⟨

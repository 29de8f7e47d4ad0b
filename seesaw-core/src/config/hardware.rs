//! Hardware configuration types
//!
//! These types describe one Seesaw chip on the bus and the GPIO inputs
//! and NeoPixel strip attached to it.

use heapless::Vec;

#[cfg(feature = "serde")]
use serde::{Deserialize, Serialize};

use super::types::{check_pin, ConfigError, PinMode, MAX_BINARY_SENSORS, MAX_LEDS};
use crate::color::{ColorMode, ColorOrder};

/// Default bus address (NeoKey 1x4, NeoSlider)
pub const DEFAULT_ADDRESS: u8 = 0x30;

/// Default poll interval in milliseconds
pub const DEFAULT_POLL_INTERVAL_MS: u32 = 20;

/// Default NeoPixel pin (NeoKey 1x4)
pub const DEFAULT_NEOPIXEL_PIN: u8 = 3;

/// Chip-level configuration
#[derive(Debug, Clone, Copy, PartialEq, Eq)]
#[cfg_attr(feature = "defmt", derive(defmt::Format))]
#[cfg_attr(feature = "serde", derive(Serialize, Deserialize))]
pub struct DeviceConfig {
    /// 7-bit bus address
    pub address: u8,
    /// Issue a software reset before probing
    pub software_reset: bool,
    /// Poll interval in milliseconds
    pub poll_interval_ms: u32,
}

impl Default for DeviceConfig {
    fn default() -> Self {
        Self {
            address: DEFAULT_ADDRESS,
            software_reset: true,
            poll_interval_ms: DEFAULT_POLL_INTERVAL_MS,
        }
    }
}

impl DeviceConfig {
    /// Create a config for a chip at `address` with default settings
    pub const fn new(address: u8) -> Self {
        Self {
            address,
            software_reset: true,
            poll_interval_ms: DEFAULT_POLL_INTERVAL_MS,
        }
    }

    /// Enable or disable the software reset at initialization
    pub const fn with_software_reset(mut self, reset: bool) -> Self {
        self.software_reset = reset;
        self
    }

    /// Set the poll interval
    pub const fn with_poll_interval_ms(mut self, interval_ms: u32) -> Self {
        self.poll_interval_ms = interval_ms;
        self
    }

    pub fn validate(&self) -> Result<(), ConfigError> {
        if !(0x08..=0x77).contains(&self.address) {
            return Err(ConfigError::InvalidAddress(self.address));
        }
        if self.poll_interval_ms == 0 {
            return Err(ConfigError::ZeroPollInterval);
        }
        Ok(())
    }
}

/// GPIO binary sensor configuration
#[derive(Debug, Clone, Copy, PartialEq, Eq)]
#[cfg_attr(feature = "defmt", derive(defmt::Format))]
#[cfg_attr(feature = "serde", derive(Serialize, Deserialize))]
pub struct BinarySensorConfig {
    /// Chip GPIO number (0-31)
    pub pin: u8,
    /// Input mode
    pub pin_mode: PinMode,
    /// Report `true` when the pin reads low
    pub inverted: bool,
}

impl BinarySensorConfig {
    /// Create a config with the NeoKey defaults: pull-up, active-low
    pub const fn new(pin: u8) -> Self {
        Self {
            pin,
            pin_mode: PinMode::InputPullup,
            inverted: true,
        }
    }

    /// Set the input mode
    pub const fn with_pin_mode(mut self, mode: PinMode) -> Self {
        self.pin_mode = mode;
        self
    }

    /// Set the inversion flag
    pub const fn with_inverted(mut self, inverted: bool) -> Self {
        self.inverted = inverted;
        self
    }

    /// Bit mask of this pin in the bulk GPIO registers
    pub const fn pin_mask(&self) -> u32 {
        1u32 << (self.pin & 0x1F)
    }

    pub fn validate(&self) -> Result<(), ConfigError> {
        check_pin(self.pin)
    }
}

/// NeoPixel strip configuration
#[derive(Debug, Clone, Copy, PartialEq, Eq)]
#[cfg_attr(feature = "defmt", derive(defmt::Format))]
#[cfg_attr(feature = "serde", derive(Serialize, Deserialize))]
pub struct NeoPixelConfig {
    /// Chip pin the strip data line is wired to
    pub pin: u8,
    /// Number of LEDs
    pub num_leds: u16,
    /// Channel order on the wire
    pub color_order: ColorOrder,
    /// Channels the light is driven with
    pub color_mode: ColorMode,
}

impl NeoPixelConfig {
    /// Create a config for `num_leds` GRB LEDs on the default pin
    pub const fn new(num_leds: u16) -> Self {
        Self {
            pin: DEFAULT_NEOPIXEL_PIN,
            num_leds,
            color_order: ColorOrder::Grb,
            color_mode: ColorMode::Rgb,
        }
    }

    /// Set the data pin
    pub const fn with_pin(mut self, pin: u8) -> Self {
        self.pin = pin;
        self
    }

    /// Set the color order, adopting the color mode it implies
    pub const fn with_color_order(mut self, order: ColorOrder) -> Self {
        self.color_order = order;
        self.color_mode = order.mode();
        self
    }

    /// Override the color mode
    ///
    /// Must agree with the color order's channel count.
    pub const fn with_color_mode(mut self, mode: ColorMode) -> Self {
        self.color_mode = mode;
        self
    }

    /// Bytes per pixel on the wire
    pub const fn bytes_per_pixel(&self) -> usize {
        self.color_order.bytes_per_pixel()
    }

    /// Total pixel buffer length in bytes
    pub const fn buffer_len(&self) -> usize {
        self.num_leds as usize * self.bytes_per_pixel()
    }

    pub fn validate(&self) -> Result<(), ConfigError> {
        check_pin(self.pin)?;
        if self.num_leds == 0 {
            return Err(ConfigError::NoLeds);
        }
        if self.num_leds as usize > MAX_LEDS {
            return Err(ConfigError::TooManyLeds(self.num_leds));
        }
        if self.color_mode.channels() != self.color_order.bytes_per_pixel() {
            return Err(ConfigError::ChannelMismatch {
                order: self.color_order,
                mode: self.color_mode,
            });
        }
        Ok(())
    }
}

/// Complete configuration of one Seesaw chip
///
/// Sub-devices are listed in registration order, which is the order they
/// are ticked in.
#[derive(Debug, Clone, Default)]
#[cfg_attr(feature = "defmt", derive(defmt::Format))]
#[cfg_attr(feature = "serde", derive(Serialize, Deserialize))]
pub struct SeesawConfig {
    /// Chip settings
    pub device: DeviceConfig,
    /// GPIO binary sensors
    pub binary_sensors: Vec<BinarySensorConfig, MAX_BINARY_SENSORS>,
    /// NeoPixel strip, if any
    pub light: Option<NeoPixelConfig>,
}

impl SeesawConfig {
    /// Create a configuration with no sub-devices
    pub fn new(device: DeviceConfig) -> Self {
        Self {
            device,
            binary_sensors: Vec::new(),
            light: None,
        }
    }

    /// Add a binary sensor
    pub fn add_binary_sensor(&mut self, sensor: BinarySensorConfig) -> Result<(), ConfigError> {
        self.binary_sensors
            .push(sensor)
            .map_err(|_| ConfigError::TooManySensors)
    }

    /// Set the light
    pub fn set_light(&mut self, light: NeoPixelConfig) -> Result<(), ConfigError> {
        if self.light.is_some() {
            return Err(ConfigError::LightAlreadyAttached);
        }
        self.light = Some(light);
        Ok(())
    }

    /// Find the binary sensor on `pin`
    pub fn find_sensor(&self, pin: u8) -> Option<&BinarySensorConfig> {
        self.binary_sensors.iter().find(|s| s.pin == pin)
    }

    /// Validate the chip settings, every sub-device and pin assignment
    pub fn validate(&self) -> Result<(), ConfigError> {
        self.device.validate()?;

        let mut used = 0u32;
        for sensor in &self.binary_sensors {
            sensor.validate()?;
            if used & sensor.pin_mask() != 0 {
                return Err(ConfigError::PinInUse(sensor.pin));
            }
            used |= sensor.pin_mask();
        }

        if let Some(light) = &self.light {
            light.validate()?;
            if used & (1u32 << light.pin) != 0 {
                return Err(ConfigError::PinInUse(light.pin));
            }
        }

        Ok(())
    }
}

⟩

Your task is to reproduce all the records above exactly as they appear.

repository 29de8f7e47d4ad0b
filename seesaw-core/src/config/hardware.rs
//! Hardware configuration types
//!
//! These types describe one Seesaw chip on the bus and the GPIO inputs
//! and NeoPixel strip attached to it.

use heapless::Vec;

#[cfg(feature = "serde")]
use serde::{Deserialize, Serialize};

use super::types::{check_pin, ConfigError, PinMode, MAX_BINARY_SENSORS, MAX_LEDS};
use crate::color::{ColorMode, ColorOrder};

/// Default bus address (NeoKey 1x4, NeoSlider)
pub const DEFAULT_ADDRESS: u8 = 0x30;

/// Default poll interval in milliseconds
pub const DEFAULT_POLL_INTERVAL_MS: u32 = 20;

/// Default NeoPixel pin (NeoKey 1x4)
pub const DEFAULT_NEOPIXEL_PIN: u8 = 3;

/// Chip-level configuration
#[derive(Debug, Clone, Copy, PartialEq, Eq)]
#[cfg_attr(feature = "defmt", derive(defmt::Format))]
#[cfg_attr(feature = "serde", derive(Serialize, Deserialize))]
pub struct DeviceConfig {
    /// 7-bit bus address
    pub address: u8,
    /// Issue a software reset before probing
    pub software_reset: bool,
    /// Poll interval in milliseconds
    pub poll_interval_ms: u32,
}

impl Default for DeviceConfig {
    fn default() -> Self {
        Self {
            address: DEFAULT_ADDRESS,
            software_reset: true,
            poll_interval_ms: DEFAULT_POLL_INTERVAL_MS,
        }
    }
}

impl DeviceConfig {
    /// Create a config for a chip at `address` with default settings
    pub const fn new(address: u8) -> Self {
        Self {
            address,
            software_reset: true,
            poll_interval_ms: DEFAULT_POLL_INTERVAL_MS,
        }
    }

    /// Enable or disable the software reset at initialization
    pub const fn with_software_reset(mut self, reset: bool) -> Self {
        self.software_reset = reset;
        self
    }

    /// Set the poll interval
    pub const fn with_poll_interval_ms(mut self, interval_ms: u32) -> Self {
        self.poll_interval_ms = interval_ms;
        self
    }

    pub fn validate(&self) -> Result<(), ConfigError> {
        if !(0x08..=0x77).contains(&self.address) {
            return Err(ConfigError::InvalidAddress(self.address));
        }
        if self.poll_interval_ms == 0 {
            return Err(ConfigError::ZeroPollInterval);
        }
        Ok(())
    }
}

/// GPIO binary sensor configuration
#[derive(Debug, Clone, Copy, PartialEq, Eq)]
#[cfg_attr(feature = "defmt", derive(defmt::Format))]
#[cfg_attr(feature = "serde", derive(Serialize, Deserialize))]
pub struct BinarySensorConfig {
    /// Chip GPIO number (0-31)
    pub pin: u8,
    /// Input mode
    pub pin_mode: PinMode,
    /// Report `true` when the pin reads low
    pub inverted: bool,
}

impl BinarySensorConfig {
    /// Create a config with the NeoKey defaults: pull-up, active-low
    pub const fn new(pin: u8) -> Self {
        Self {
            pin,
            pin_mode: PinMode::InputPullup,
            inverted: true,
        }
    }

    /// Set the input mode
    pub const fn with_pin_mode(mut self, mode: PinMode) -> Self {
        self.pin_mode = mode;
        self
    }

    /// Set the inversion flag
    pub const fn with_inverted(mut self, inverted: bool) -> Self {
        self.inverted = inverted;
        self
    }

    /// Bit mask of this pin in the bulk GPIO registers
    pub const fn pin_mask(&self) -> u32 {
        1u32 << (self.pin & 0x1F)
    }

    pub fn validate(&self) -> Result<(), ConfigError> {
        check_pin(self.pin)
    }
}

/// NeoPixel strip configuration
#[derive(Debug, Clone, Copy, PartialEq, Eq)]
#[cfg_attr(feature = "defmt", derive(defmt::Format))]
#[cfg_attr(feature = "serde", derive(Serialize, Deserialize))]
pub struct NeoPixelConfig {
    /// Chip pin the strip data line is wired to
    pub pin: u8,
    /// Number of LEDs
    pub num_leds: u16,
    /// Channel order on the wire
    pub color_order: ColorOrder,
    /// Channels the light is driven with
    pub color_mode: ColorMode,
}

impl NeoPixelConfig {
    /// Create a config for `num_leds` GRB LEDs on the default pin
    pub const fn new(num_leds: u16) -> Self {
        Self {
            pin: DEFAULT_NEOPIXEL_PIN,
            num_leds,
            color_order: ColorOrder::Grb,
            color_mode: ColorMode::Rgb,
        }
    }

    /// Set the data pin
    pub const fn with_pin(mut self, pin: u8) -> Self {
        self.pin = pin;
        self
    }

    /// Set the color order, adopting the color mode it implies
    pub const fn with_color_order(mut self, order: ColorOrder) -> Self {
        self.color_order = order;
        self.color_mode = order.mode();
        self
    }

    /// Override the color mode
    ///
    /// Must agree with the color order's channel count.
    pub const fn with_color_mode(mut self, mode: ColorMode) -> Self {
        self.color_mode = mode;
        self
    }

    /// Bytes per pixel on the wire
    pub const fn bytes_per_pixel(&self) -> usize {
        self.color_order.bytes_per_pixel()
    }

    /// Total pixel buffer length in bytes
    pub const fn buffer_len(&self) -> usize {
        self.num_leds as usize * self.bytes_per_pixel()
    }

    pub fn validate(&self) -> Result<(), ConfigError> {
        check_pin(self.pin)?;
        if self.num_leds == 0 {
            return Err(ConfigError::NoLeds);
        }
        if self.num_leds as usize > MAX_LEDS {
            return Err(ConfigError::TooManyLeds(self.num_leds));
        }
        if self.color_mode.channels() != self.color_order.bytes_per_pixel() {
            return Err(ConfigError::ChannelMismatch {
                order: self.color_order,
                mode: self.color_mode,
            });
        }
        Ok(())
    }
}

/// Complete configuration of one Seesaw chip
///
/// Sub-devices are listed in registration order, which is the order they
/// are ticked in.
#[derive(Debug, Clone, Default)]
#[cfg_attr(feature = "defmt", derive(defmt::Format))]
#[cfg_attr(feature = "serde", derive(Serialize, Deserialize))]
pub struct SeesawConfig {
    /// Chip settings
    pub device: DeviceConfig,
    /// GPIO binary sensors
    pub binary_sensors: Vec<BinarySensorConfig, MAX_BINARY_SENSORS>,
    /// NeoPixel strip, if any
    pub light: Option<NeoPixelConfig>,
}

impl SeesawConfig {
    /// Create a configuration with no sub-devices
    pub fn new(device: DeviceConfig) -> Self {
        Self {
            device,
            binary_sensors: Vec::new(),
            light: None,
        }
    }

    /// Add a binary sensor
    pub fn add_binary_sensor(&mut self, sensor: BinarySensorConfig) -> Result<(), ConfigError> {
        self.binary_sensors
            .push(sensor)
            .map_err(|_| ConfigError::TooManySensors)
    }

    /// Set the light
    pub fn set_light(&mut self, light: NeoPixelConfig) -> Result<(), ConfigError> {
        if self.light.is_some() {
            return Err(ConfigError::LightAlreadyAttached);
        }
        self.light = Some(light);
        Ok(())
    }

    /// Find the binary sensor on `pin`
    pub fn find_sensor(&self, pin: u8) -> Option<&BinarySensorConfig> {
        self.binary_sensors.iter().find(|s| s.pin == pin)
    }

    /// Validate the chip settings, every sub-device and pin assignment
    pub fn validate(&self) -> Result<(), ConfigError> {
        self.device.validate()?;

        let mut used = 0u32;
        for sensor in &self.binary_sensors {
            sensor.validate()?;
            if used & sensor.pin_mask() != 0 {
                return Err(ConfigError::PinInUse(sensor.pin));
            }
            used |= sensor.pin_mask();
        }

        if let Some(light) = &self.light {
            light.validate()?;
            if used & (1u32 << light.pin) != 0 {
                return Err(ConfigError::PinInUse(light.pin));
            }
        }

        Ok(())
    }
}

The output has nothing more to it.